## Prompt
Look through the records, and wherever the string "include" turns up, copy out that line.

Stored data entries
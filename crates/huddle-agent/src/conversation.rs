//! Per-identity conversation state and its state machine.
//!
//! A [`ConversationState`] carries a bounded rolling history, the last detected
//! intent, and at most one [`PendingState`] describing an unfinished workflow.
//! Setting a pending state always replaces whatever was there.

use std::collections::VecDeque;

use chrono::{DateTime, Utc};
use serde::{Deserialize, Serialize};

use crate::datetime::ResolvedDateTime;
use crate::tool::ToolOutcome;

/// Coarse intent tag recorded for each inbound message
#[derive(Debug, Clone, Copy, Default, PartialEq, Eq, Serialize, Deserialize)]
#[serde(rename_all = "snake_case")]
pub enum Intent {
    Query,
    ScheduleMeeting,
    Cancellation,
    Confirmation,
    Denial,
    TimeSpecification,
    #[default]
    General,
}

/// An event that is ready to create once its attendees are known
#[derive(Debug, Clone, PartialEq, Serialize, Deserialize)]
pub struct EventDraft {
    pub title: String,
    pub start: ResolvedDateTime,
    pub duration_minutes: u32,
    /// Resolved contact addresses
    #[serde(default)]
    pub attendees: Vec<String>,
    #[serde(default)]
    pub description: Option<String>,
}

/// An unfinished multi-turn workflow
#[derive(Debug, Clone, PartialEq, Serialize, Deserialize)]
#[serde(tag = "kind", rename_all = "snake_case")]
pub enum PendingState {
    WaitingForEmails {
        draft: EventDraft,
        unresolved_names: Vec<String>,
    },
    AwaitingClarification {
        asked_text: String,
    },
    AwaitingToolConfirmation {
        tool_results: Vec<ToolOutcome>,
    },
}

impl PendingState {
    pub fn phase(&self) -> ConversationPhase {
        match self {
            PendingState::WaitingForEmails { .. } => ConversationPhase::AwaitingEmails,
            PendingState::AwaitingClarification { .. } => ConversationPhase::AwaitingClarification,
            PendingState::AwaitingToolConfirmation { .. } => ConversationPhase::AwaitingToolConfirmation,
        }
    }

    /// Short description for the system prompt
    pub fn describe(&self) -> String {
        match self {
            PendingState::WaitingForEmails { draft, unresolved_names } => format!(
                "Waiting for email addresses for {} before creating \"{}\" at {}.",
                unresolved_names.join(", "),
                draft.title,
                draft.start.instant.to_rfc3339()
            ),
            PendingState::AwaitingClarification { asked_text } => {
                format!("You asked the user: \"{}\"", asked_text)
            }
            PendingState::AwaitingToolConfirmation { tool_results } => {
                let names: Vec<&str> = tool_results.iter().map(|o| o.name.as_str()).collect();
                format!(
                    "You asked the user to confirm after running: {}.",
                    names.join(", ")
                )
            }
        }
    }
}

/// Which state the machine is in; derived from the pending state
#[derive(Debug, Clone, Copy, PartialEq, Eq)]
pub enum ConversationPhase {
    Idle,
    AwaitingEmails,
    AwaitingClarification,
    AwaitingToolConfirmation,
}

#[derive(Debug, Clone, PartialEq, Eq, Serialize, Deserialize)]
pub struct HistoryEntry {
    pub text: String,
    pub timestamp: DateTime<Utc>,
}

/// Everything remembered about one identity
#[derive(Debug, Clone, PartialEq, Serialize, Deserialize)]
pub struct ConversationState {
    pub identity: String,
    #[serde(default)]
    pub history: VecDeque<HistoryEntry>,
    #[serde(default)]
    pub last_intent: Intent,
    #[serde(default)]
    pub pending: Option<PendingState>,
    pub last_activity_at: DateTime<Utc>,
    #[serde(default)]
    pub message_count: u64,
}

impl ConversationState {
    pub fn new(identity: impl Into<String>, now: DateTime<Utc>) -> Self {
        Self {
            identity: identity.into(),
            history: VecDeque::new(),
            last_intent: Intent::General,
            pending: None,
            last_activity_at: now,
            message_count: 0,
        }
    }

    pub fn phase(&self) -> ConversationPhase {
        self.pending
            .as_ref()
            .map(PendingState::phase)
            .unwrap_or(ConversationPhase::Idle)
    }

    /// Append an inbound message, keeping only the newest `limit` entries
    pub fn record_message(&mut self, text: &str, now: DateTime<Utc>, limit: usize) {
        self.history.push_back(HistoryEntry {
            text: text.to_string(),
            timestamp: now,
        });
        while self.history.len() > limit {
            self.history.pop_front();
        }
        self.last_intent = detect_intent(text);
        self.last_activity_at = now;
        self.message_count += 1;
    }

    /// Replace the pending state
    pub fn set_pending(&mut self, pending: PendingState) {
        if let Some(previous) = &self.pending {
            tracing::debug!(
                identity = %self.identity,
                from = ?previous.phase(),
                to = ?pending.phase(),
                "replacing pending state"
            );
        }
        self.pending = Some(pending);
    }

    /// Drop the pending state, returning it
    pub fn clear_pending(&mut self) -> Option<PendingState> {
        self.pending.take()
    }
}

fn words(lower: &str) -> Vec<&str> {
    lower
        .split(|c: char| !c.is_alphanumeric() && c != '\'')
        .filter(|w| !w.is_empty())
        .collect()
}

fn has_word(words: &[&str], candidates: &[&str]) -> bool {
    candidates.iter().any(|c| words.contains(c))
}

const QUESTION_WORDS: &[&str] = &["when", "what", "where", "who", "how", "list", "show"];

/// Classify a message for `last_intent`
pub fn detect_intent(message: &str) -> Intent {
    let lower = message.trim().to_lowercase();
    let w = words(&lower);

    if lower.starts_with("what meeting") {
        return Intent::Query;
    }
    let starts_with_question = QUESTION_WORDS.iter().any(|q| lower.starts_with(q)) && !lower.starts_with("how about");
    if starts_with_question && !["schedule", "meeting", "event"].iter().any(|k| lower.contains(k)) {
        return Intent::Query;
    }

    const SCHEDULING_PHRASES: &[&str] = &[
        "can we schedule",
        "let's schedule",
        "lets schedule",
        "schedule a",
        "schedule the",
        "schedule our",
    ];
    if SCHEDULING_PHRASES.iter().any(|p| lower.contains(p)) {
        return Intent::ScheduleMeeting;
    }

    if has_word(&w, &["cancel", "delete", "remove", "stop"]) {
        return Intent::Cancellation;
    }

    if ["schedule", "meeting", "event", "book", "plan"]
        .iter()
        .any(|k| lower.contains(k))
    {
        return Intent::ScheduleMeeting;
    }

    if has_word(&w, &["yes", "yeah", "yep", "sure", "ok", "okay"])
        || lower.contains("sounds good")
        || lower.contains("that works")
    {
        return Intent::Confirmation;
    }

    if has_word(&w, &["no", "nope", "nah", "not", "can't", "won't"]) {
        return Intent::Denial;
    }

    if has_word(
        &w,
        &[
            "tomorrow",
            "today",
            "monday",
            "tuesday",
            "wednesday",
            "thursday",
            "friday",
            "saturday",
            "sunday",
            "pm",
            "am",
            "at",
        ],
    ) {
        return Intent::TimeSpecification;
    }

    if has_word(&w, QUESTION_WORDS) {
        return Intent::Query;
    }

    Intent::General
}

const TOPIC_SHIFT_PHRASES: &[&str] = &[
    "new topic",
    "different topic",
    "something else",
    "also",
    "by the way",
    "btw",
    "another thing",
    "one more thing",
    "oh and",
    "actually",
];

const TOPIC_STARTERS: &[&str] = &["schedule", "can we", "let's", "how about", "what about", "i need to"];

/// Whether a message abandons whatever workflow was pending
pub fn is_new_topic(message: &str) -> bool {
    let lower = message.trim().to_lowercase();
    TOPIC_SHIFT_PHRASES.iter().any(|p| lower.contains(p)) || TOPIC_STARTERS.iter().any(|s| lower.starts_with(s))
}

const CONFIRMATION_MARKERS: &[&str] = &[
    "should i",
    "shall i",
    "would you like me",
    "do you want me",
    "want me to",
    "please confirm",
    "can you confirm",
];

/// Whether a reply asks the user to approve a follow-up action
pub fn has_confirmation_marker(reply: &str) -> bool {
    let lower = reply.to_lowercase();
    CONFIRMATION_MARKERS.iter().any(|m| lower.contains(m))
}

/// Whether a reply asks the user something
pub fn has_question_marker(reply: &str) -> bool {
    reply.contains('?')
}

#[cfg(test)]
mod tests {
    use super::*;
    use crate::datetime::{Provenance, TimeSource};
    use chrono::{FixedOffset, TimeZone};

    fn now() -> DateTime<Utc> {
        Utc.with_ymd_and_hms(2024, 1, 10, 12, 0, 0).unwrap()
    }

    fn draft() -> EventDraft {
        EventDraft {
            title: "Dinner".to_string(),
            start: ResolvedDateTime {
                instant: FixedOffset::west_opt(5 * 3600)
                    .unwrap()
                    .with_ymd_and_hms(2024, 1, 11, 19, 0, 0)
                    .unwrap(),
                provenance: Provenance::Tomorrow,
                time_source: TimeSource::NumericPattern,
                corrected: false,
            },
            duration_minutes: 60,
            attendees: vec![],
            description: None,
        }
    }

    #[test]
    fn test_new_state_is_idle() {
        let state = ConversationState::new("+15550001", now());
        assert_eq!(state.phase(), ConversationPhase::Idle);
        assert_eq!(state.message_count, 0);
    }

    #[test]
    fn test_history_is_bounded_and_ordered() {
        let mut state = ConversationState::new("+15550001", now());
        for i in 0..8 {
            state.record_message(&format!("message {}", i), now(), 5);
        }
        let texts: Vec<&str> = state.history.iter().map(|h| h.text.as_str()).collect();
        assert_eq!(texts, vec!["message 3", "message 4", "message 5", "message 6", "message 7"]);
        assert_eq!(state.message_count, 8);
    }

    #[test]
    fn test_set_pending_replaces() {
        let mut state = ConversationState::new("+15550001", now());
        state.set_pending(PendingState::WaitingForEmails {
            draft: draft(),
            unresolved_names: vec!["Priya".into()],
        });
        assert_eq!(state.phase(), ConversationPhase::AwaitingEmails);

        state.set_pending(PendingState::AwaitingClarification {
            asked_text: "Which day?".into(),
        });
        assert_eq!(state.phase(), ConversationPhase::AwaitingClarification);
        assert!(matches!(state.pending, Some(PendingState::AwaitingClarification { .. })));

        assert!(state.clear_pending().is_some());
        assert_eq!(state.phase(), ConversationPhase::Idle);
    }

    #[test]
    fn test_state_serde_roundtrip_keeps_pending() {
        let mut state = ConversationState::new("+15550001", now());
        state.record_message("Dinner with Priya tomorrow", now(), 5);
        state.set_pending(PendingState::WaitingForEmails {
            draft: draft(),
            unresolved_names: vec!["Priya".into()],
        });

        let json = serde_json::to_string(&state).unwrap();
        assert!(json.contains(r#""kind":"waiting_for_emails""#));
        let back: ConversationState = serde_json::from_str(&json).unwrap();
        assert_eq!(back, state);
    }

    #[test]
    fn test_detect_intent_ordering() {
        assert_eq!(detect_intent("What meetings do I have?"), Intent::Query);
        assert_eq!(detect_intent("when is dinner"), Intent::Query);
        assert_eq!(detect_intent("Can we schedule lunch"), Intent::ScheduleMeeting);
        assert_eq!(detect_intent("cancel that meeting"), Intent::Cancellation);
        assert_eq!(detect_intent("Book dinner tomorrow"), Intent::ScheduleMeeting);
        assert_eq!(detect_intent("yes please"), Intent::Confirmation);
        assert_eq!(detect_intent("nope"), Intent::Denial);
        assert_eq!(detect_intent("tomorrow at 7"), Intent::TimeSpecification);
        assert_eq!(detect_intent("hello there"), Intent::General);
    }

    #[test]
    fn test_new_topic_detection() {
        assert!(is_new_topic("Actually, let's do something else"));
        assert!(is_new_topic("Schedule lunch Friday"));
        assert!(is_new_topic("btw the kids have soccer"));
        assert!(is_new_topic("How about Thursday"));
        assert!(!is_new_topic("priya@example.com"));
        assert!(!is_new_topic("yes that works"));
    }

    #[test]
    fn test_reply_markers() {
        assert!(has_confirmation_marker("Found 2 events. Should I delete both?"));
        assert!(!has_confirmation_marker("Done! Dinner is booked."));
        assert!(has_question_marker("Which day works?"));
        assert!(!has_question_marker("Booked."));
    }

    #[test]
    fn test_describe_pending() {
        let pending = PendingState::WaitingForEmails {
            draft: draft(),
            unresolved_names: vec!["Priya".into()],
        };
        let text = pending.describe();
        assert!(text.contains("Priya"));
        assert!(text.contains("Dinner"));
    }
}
...
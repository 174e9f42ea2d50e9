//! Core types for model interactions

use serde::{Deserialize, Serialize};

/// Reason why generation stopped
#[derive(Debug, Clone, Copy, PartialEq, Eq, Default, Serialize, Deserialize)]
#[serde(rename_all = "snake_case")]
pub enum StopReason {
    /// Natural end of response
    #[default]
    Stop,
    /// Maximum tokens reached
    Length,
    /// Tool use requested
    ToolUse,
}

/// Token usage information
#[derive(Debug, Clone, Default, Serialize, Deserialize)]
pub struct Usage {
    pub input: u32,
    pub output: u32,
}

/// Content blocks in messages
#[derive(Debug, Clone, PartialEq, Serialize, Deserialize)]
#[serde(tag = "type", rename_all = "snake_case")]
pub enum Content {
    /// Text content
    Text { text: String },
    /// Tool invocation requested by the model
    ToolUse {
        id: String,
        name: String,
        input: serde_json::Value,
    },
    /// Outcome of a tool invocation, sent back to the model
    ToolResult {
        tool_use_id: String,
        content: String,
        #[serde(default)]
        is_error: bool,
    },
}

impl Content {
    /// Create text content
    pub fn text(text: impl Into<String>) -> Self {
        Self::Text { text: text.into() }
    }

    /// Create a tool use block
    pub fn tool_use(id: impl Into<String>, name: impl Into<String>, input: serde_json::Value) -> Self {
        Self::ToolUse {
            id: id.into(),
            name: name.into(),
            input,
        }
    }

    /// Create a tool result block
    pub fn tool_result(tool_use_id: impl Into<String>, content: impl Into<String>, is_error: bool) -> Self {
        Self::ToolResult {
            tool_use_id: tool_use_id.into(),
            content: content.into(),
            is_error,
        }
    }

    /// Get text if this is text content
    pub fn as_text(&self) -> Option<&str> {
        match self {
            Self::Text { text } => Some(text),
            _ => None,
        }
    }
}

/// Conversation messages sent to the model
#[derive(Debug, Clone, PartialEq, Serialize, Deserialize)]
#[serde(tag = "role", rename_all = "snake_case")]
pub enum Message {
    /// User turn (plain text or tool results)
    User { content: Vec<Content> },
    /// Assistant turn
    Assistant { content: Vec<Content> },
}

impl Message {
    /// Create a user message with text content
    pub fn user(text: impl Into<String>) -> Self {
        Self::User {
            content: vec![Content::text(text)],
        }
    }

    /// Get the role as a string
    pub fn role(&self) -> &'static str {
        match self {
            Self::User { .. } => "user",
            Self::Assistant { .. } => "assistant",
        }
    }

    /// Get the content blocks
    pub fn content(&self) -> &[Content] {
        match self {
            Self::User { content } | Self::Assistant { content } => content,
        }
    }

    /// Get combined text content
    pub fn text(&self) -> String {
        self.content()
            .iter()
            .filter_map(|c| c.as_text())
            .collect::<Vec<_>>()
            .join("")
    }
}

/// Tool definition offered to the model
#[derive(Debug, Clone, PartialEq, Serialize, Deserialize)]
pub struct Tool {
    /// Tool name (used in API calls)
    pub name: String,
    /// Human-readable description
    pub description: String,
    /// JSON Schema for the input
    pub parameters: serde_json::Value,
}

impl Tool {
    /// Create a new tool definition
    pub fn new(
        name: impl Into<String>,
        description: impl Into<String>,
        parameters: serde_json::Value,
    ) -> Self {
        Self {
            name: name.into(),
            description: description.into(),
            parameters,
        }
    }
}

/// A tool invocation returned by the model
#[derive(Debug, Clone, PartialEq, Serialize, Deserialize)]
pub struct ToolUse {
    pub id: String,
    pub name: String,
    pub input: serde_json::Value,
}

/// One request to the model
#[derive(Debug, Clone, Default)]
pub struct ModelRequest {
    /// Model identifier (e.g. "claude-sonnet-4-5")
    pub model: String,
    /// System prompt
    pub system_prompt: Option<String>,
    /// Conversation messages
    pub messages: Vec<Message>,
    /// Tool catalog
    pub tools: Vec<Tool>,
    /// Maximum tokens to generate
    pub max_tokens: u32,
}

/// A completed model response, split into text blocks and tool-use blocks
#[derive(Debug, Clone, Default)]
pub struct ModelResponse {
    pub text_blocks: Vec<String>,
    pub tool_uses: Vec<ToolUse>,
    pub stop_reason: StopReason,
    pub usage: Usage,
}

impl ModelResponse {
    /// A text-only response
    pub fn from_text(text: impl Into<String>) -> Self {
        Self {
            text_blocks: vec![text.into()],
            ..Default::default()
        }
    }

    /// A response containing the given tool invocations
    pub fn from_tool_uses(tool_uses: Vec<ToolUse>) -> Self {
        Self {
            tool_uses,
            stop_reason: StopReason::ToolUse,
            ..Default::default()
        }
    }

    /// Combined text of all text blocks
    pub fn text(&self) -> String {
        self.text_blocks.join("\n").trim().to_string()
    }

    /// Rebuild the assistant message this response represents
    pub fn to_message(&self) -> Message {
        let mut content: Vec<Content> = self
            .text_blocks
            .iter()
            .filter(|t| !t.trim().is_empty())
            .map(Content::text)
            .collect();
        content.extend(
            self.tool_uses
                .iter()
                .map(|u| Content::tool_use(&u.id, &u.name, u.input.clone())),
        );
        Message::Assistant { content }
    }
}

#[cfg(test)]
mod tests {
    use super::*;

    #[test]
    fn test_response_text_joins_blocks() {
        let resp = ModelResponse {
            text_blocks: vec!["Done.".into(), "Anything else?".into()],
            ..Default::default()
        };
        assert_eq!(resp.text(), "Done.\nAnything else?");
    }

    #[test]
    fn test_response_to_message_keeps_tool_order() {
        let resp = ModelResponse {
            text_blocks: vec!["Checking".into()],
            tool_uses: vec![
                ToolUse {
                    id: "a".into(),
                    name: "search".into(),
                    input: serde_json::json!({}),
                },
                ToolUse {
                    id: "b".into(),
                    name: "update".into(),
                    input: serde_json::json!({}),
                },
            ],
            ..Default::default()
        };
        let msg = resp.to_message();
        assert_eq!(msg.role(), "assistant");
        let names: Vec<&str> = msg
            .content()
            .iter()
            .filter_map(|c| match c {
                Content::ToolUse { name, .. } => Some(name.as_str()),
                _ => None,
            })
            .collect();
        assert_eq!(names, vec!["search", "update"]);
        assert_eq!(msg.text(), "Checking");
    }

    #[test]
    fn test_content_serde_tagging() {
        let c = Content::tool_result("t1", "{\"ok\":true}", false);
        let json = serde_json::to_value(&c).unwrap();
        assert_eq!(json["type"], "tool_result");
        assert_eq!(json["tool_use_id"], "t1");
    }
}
==
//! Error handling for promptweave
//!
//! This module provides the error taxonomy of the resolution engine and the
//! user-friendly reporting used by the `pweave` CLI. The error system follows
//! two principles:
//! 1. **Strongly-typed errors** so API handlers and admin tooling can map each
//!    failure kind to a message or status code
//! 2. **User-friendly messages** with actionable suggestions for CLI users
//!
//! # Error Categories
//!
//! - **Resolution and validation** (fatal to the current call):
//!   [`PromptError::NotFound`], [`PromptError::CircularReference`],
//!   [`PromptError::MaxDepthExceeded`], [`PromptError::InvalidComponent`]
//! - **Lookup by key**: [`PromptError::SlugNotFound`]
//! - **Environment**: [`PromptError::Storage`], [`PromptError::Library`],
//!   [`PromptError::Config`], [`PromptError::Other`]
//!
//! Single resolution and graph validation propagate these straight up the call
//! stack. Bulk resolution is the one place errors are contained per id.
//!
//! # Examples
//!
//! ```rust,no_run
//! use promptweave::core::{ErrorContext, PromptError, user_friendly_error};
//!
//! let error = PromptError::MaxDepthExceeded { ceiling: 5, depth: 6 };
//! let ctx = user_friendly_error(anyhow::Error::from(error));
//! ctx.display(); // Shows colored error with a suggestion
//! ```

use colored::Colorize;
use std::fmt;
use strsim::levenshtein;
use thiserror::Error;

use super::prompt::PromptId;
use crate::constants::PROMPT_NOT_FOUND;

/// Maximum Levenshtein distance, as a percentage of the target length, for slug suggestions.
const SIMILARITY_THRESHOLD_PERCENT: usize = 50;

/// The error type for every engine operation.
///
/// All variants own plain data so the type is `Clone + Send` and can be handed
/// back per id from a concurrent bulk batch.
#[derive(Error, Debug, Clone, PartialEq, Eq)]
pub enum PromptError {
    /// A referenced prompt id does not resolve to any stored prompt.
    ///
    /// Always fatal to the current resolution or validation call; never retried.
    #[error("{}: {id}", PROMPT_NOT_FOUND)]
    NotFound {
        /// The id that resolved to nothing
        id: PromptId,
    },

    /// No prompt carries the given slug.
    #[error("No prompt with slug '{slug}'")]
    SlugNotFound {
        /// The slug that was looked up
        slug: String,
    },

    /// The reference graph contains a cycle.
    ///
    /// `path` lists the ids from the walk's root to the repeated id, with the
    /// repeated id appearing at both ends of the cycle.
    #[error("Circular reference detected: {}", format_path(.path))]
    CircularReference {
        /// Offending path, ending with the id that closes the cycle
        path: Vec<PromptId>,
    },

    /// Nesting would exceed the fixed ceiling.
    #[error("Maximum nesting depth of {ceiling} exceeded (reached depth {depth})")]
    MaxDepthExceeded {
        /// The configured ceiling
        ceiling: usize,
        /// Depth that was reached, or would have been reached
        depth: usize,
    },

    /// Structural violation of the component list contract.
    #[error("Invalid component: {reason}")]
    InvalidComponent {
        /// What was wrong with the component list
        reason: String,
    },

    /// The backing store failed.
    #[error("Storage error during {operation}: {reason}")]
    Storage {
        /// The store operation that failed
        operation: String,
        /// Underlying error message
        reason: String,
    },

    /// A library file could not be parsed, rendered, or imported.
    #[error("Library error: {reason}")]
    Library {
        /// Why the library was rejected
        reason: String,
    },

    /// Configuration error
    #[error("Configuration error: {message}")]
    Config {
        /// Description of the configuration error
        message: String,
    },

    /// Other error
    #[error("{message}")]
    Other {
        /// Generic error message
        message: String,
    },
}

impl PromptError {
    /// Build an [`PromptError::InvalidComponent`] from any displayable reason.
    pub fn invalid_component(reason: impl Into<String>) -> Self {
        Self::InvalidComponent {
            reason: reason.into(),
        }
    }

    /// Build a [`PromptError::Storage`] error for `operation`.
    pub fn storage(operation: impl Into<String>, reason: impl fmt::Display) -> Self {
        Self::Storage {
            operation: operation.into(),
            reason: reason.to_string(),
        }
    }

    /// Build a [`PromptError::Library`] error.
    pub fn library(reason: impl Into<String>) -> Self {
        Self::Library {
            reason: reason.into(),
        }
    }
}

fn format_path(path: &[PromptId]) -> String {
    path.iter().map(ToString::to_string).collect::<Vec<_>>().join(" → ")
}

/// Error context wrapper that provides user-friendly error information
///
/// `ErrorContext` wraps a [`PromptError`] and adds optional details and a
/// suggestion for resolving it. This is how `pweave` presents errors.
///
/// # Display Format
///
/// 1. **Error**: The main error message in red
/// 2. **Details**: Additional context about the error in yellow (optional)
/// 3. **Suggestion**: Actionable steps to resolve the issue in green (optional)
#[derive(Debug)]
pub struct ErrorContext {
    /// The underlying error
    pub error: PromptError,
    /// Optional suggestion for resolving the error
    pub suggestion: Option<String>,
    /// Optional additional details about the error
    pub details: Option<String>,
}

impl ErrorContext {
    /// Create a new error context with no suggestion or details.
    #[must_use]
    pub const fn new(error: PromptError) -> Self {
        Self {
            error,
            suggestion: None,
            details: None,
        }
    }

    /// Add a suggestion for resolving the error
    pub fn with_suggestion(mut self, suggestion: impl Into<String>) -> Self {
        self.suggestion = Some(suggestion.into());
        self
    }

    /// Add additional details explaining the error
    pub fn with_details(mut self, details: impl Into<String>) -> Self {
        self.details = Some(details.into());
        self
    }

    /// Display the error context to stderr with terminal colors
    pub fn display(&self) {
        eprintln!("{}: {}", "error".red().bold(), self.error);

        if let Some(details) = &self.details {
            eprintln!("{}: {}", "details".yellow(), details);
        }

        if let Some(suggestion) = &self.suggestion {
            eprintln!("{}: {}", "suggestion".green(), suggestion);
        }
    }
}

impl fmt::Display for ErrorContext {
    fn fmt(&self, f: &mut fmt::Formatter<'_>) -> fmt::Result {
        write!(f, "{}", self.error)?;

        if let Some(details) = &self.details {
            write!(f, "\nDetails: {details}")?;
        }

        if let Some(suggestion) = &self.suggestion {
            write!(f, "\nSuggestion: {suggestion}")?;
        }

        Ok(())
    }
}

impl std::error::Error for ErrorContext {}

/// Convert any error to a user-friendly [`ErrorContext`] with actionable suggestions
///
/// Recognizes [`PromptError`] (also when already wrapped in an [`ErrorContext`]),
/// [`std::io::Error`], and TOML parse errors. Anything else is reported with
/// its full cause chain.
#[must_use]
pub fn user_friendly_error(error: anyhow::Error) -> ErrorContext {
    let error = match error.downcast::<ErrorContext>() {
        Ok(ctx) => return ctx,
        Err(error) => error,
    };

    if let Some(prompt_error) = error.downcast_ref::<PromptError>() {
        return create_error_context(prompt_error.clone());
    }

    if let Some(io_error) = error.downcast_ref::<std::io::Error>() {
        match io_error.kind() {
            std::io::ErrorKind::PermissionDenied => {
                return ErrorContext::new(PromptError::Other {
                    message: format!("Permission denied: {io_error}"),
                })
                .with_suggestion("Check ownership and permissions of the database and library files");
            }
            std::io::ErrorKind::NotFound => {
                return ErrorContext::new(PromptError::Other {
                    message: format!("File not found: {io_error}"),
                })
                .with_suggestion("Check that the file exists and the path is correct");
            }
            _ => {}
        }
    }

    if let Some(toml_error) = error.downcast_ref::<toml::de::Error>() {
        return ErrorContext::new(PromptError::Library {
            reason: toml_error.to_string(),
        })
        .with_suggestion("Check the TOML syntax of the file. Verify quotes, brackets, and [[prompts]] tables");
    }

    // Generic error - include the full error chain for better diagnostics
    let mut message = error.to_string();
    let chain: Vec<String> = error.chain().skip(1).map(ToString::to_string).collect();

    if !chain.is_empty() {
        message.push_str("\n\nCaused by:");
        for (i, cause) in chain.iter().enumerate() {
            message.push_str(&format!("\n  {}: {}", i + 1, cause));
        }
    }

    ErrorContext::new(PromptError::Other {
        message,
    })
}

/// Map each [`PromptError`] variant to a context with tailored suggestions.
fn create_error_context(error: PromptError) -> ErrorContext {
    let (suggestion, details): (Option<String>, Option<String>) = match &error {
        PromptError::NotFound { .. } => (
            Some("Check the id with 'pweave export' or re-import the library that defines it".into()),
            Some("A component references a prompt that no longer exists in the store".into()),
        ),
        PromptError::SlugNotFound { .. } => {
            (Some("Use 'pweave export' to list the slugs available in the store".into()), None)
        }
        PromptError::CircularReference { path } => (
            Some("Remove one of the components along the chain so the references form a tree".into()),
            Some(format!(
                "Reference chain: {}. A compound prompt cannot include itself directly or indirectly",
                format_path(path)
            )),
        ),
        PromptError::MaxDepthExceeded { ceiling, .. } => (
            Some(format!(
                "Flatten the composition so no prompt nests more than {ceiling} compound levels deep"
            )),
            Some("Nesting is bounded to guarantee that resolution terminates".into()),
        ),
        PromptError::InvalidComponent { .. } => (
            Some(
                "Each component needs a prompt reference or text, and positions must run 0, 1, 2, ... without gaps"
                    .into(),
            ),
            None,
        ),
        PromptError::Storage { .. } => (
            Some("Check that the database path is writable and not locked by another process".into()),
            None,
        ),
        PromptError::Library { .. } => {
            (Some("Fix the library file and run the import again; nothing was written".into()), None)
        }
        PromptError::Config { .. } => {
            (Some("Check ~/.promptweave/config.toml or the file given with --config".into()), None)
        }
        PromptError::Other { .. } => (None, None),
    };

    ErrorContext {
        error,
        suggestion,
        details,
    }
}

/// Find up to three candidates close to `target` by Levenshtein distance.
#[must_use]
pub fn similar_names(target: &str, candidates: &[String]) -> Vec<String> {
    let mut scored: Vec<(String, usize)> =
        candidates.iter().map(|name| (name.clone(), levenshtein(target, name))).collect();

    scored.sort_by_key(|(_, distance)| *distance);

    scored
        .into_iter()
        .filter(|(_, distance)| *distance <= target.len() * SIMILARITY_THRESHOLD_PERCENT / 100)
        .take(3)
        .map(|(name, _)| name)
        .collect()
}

## Written solution
    // Generic error - include the full error chain for better diagnostics
                "Reference chain: {}. A compound prompt cannot include itself directly or indirectly",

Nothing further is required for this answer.